- Decades:: 2000s; 2010s; 2020s;
- See also:: History of Luxembourg; List of years in Luxembourg;

= 2020 in Luxembourg =

Events from the year 2020 in Luxembourg.

== Incumbents ==

- Monarch: Henri
- Prime Minister: Xavier Bettel
- Deputy Prime Minister:
  - Etienne Schneider and François Bausch (until 4 February)
  - Dan Kersch and François Bausch (from 4 February)
- President of the Chamber of Deputies: Fernand Etgen
- President of the Council of State: Agnès Durdu
- Mayor of Luxembourg City: Lydie Polfer

==Events==
- 29 February - 1st case of the COVID-19 pandemic in Luxembourg
- 29 February - Luxembourg became the first country in the world to make all public transport in the country (buses, trams, and trains) free to use.
- 5 March - a man returned from northern Italy and was tested positive for the virus. He was put in quarantine at the Centre Hospitalier de Luxembourg.
- 6 March - a woman was confirmed with the virus after staying in the Alsace region in France, bringing the total number of confirmed cases to 3.
- 7 March - the Ministry of Health confirmed another case of coronavirus in the country, stating that the infected person had an "epidemiological link" with northern Italy.
- 8 March - another case was confirmed, with an infected patient who had recently returned from the Alsace region in France.
- 10 March - two cases were confirmed simultaneously, with one returning home from the United States and one returning from Switzerland.
- 12 March - the Ministry of Health confirmed 19 new cases in Luxembourg, bringing the total number of cases to 26, with a 94-year-old in critical condition.
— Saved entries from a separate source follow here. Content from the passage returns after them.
use serde::{Deserialize, Serialize};

/// Tokenizer configuration
///
/// The same configuration must be used when building an index and when
/// tokenizing queries against it.
#[derive(Clone, Debug, Serialize, Deserialize)]
pub struct TokenizerConfig {
    pub lowercase: bool,
    pub remove_stopwords: bool,
    pub stem: bool,
    pub language: String,
}

impl Default for TokenizerConfig {
    fn default() -> Self {
        Self {
            lowercase: true,
            remove_stopwords: true,
            stem: true,
            language: "english".to_string(),
        }
    }
}
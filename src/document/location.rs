use std::collections::HashMap;

use serde::{Deserialize, Serialize};

use crate::encoding::{Decoder, Encoder};
use crate::error::Result;

/// A (document, structural path) pair addressing one text-bearing leaf.
#[derive(Clone, Debug, PartialEq, Eq, Serialize, Deserialize)]
pub struct DocumentLocation {
    pub doc_id: u32,
    pub path: Vec<u32>,
}

/// Dense registry of every indexed location.
///
/// Location ids are allocated in insertion order and never reused; this
/// table is the only way to resolve a trie match back to a document and a
/// place within it.
#[derive(Clone, Debug, Default)]
pub struct LocationTable {
    locations: HashMap<u32, DocumentLocation>,
}

impl LocationTable {
    pub fn new() -> Self {
        Self::default()
    }

    /// Register a location and return its id.
    pub fn add(&mut self, doc_id: u32, path: Vec<u32>) -> u32 {
        let id = self.locations.len() as u32;
        self.locations.insert(id, DocumentLocation { doc_id, path });
        id
    }

    pub fn get(&self, id: u32) -> Option<&DocumentLocation> {
        self.locations.get(&id)
    }

    pub fn len(&self) -> usize {
        self.locations.len()
    }

    pub fn is_empty(&self) -> bool {
        self.locations.is_empty()
    }

    pub fn store(&self, enc: &mut Encoder) {
        enc.write_vlq(self.locations.len() as u32);

        let mut ids: Vec<u32> = self.locations.keys().copied().collect();
        ids.sort_unstable();

        for id in ids {
            let location = &self.locations[&id];
            enc.write_vlq(id);
            enc.write_vlq(location.doc_id);
            enc.write_vlq_seq(&location.path);
        }
    }

    pub fn load(dec: &mut Decoder) -> Result<Self> {
        let mut table = Self::new();

        let mut count = dec.read_vlq()?;
        while count > 0 {
            let id = dec.read_vlq()?;
            let doc_id = dec.read_vlq()?;
            let path = dec.read_vlq_seq()?;
            table.locations.insert(id, DocumentLocation { doc_id, path });
            count -= 1;
        }

        tracing::debug!(locations = table.locations.len(), "loaded location table");
        Ok(table)
    }
}

#[cfg(test)]
mod tests {
    use super::*;

    #[test]
    fn test_ids_are_dense() {
        let mut table = LocationTable::new();
        assert_eq!(table.add(1, vec![0]), 0);
        assert_eq!(table.add(1, vec![1, 0]), 1);
        assert_eq!(table.add(2, vec![0]), 2);
        assert_eq!(table.len(), 3);
    }

    #[test]
    fn test_lookup() {
        let mut table = LocationTable::new();
        let id = table.add(9, vec![2, 0, 1]);

        let location = table.get(id).unwrap();
        assert_eq!(location.doc_id, 9);
        assert_eq!(location.path, vec![2, 0, 1]);

        assert!(table.get(id + 1).is_none());
    }

    #[test]
    fn test_store_load_roundtrip() {
        let mut table = LocationTable::new();
        table.add(1, vec![0]);
        table.add(1, vec![0, 3]);
        table.add(4, vec![7, 0, 2]);

        let mut enc = Encoder::new();
        table.store(&mut enc);

        let data = enc.finish();
        let mut dec = Decoder::new(&data);
        let loaded = LocationTable::load(&mut dec).unwrap();

        assert_eq!(loaded.len(), 3);
        assert_eq!(loaded.get(0), table.get(0));
        assert_eq!(loaded.get(1), table.get(1));
        assert_eq!(loaded.get(2), table.get(2));
    }
}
According to the ministry, two of the patients were infected in Luxembourg while the other 10 got infected abroad. One of the cases was diagnosed at Kirchberg Hospital, and since then the hospital has implemented numerous precautionary measures, including limiting patient visits, only hospital staff can reserve parking spaces being reserved for hospital staff only, outpatient consultations being substantially reduced, and controlled access at the main entrance. The ministry also announced that schools would close from 16 to 27 March following the recent number of cases in Luxembourg.